Stored data entries »
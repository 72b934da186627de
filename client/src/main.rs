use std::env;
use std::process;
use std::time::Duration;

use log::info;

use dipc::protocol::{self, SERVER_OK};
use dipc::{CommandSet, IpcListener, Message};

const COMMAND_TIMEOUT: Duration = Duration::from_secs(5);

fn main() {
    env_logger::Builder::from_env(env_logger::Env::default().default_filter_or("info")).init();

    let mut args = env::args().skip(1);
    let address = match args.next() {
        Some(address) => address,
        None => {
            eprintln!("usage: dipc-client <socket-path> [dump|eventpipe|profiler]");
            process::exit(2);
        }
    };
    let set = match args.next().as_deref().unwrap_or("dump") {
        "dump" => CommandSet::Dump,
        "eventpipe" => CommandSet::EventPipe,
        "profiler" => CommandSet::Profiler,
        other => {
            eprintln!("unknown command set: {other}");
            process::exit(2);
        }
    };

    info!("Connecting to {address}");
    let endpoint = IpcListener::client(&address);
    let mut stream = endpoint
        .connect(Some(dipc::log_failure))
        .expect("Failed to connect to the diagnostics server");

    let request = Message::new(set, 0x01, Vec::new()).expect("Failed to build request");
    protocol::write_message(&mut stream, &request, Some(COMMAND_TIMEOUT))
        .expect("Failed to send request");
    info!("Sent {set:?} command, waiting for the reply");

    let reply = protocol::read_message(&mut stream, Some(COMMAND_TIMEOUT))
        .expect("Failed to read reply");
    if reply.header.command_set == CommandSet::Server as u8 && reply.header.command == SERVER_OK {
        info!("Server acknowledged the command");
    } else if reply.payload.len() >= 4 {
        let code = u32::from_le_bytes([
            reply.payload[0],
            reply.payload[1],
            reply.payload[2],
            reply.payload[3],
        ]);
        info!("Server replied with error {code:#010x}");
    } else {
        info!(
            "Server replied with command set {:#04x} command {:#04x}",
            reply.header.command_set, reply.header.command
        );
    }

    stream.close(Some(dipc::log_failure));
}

==

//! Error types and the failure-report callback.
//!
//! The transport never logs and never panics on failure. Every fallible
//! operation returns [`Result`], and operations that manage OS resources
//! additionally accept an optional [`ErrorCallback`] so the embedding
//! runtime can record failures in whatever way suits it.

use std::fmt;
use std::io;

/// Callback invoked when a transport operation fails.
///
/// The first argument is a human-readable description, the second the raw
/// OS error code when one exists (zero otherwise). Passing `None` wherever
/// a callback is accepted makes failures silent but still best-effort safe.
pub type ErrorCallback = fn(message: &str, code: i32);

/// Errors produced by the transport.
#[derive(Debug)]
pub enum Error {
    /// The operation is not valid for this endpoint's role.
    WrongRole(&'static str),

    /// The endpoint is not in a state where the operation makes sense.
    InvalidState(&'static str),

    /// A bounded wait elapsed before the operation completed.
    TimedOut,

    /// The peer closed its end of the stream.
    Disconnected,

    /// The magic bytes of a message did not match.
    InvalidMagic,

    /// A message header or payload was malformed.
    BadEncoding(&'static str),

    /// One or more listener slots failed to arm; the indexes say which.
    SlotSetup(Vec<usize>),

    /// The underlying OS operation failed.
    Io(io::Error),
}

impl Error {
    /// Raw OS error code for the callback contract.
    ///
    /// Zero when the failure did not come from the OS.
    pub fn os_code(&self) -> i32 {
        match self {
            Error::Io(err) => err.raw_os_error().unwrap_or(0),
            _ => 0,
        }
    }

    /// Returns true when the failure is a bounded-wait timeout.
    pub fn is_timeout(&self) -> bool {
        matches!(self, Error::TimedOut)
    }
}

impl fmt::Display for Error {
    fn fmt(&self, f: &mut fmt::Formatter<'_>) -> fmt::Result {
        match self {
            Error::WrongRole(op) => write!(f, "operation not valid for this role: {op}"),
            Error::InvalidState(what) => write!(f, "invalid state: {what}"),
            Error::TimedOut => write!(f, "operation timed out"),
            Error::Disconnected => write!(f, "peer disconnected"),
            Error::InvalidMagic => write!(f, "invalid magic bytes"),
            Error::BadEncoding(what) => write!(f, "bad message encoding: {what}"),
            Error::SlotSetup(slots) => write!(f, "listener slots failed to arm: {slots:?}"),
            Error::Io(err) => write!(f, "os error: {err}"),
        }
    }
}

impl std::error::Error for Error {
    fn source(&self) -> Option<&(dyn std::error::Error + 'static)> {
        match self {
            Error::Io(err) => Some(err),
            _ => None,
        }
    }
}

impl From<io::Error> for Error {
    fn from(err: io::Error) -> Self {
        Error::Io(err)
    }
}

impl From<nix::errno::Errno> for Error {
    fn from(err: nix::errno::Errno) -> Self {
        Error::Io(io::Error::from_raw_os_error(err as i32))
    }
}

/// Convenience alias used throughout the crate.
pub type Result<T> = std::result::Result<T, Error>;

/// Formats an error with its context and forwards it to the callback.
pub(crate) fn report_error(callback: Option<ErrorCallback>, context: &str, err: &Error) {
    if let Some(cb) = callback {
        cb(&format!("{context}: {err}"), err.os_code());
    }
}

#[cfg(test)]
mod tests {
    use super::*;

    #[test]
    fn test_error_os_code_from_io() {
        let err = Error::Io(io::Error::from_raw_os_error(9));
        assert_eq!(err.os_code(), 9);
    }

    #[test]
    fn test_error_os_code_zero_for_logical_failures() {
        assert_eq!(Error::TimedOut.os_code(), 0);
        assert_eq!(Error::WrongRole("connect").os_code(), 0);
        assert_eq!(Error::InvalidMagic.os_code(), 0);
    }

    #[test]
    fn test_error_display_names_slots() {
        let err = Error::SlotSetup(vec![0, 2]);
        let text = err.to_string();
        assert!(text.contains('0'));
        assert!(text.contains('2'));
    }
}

What you will do » Go through the data above and return each line containing the string "Disconnected".

Solution below »
    Disconnected,
            Error::Disconnected => write!(f, "peer disconnected"),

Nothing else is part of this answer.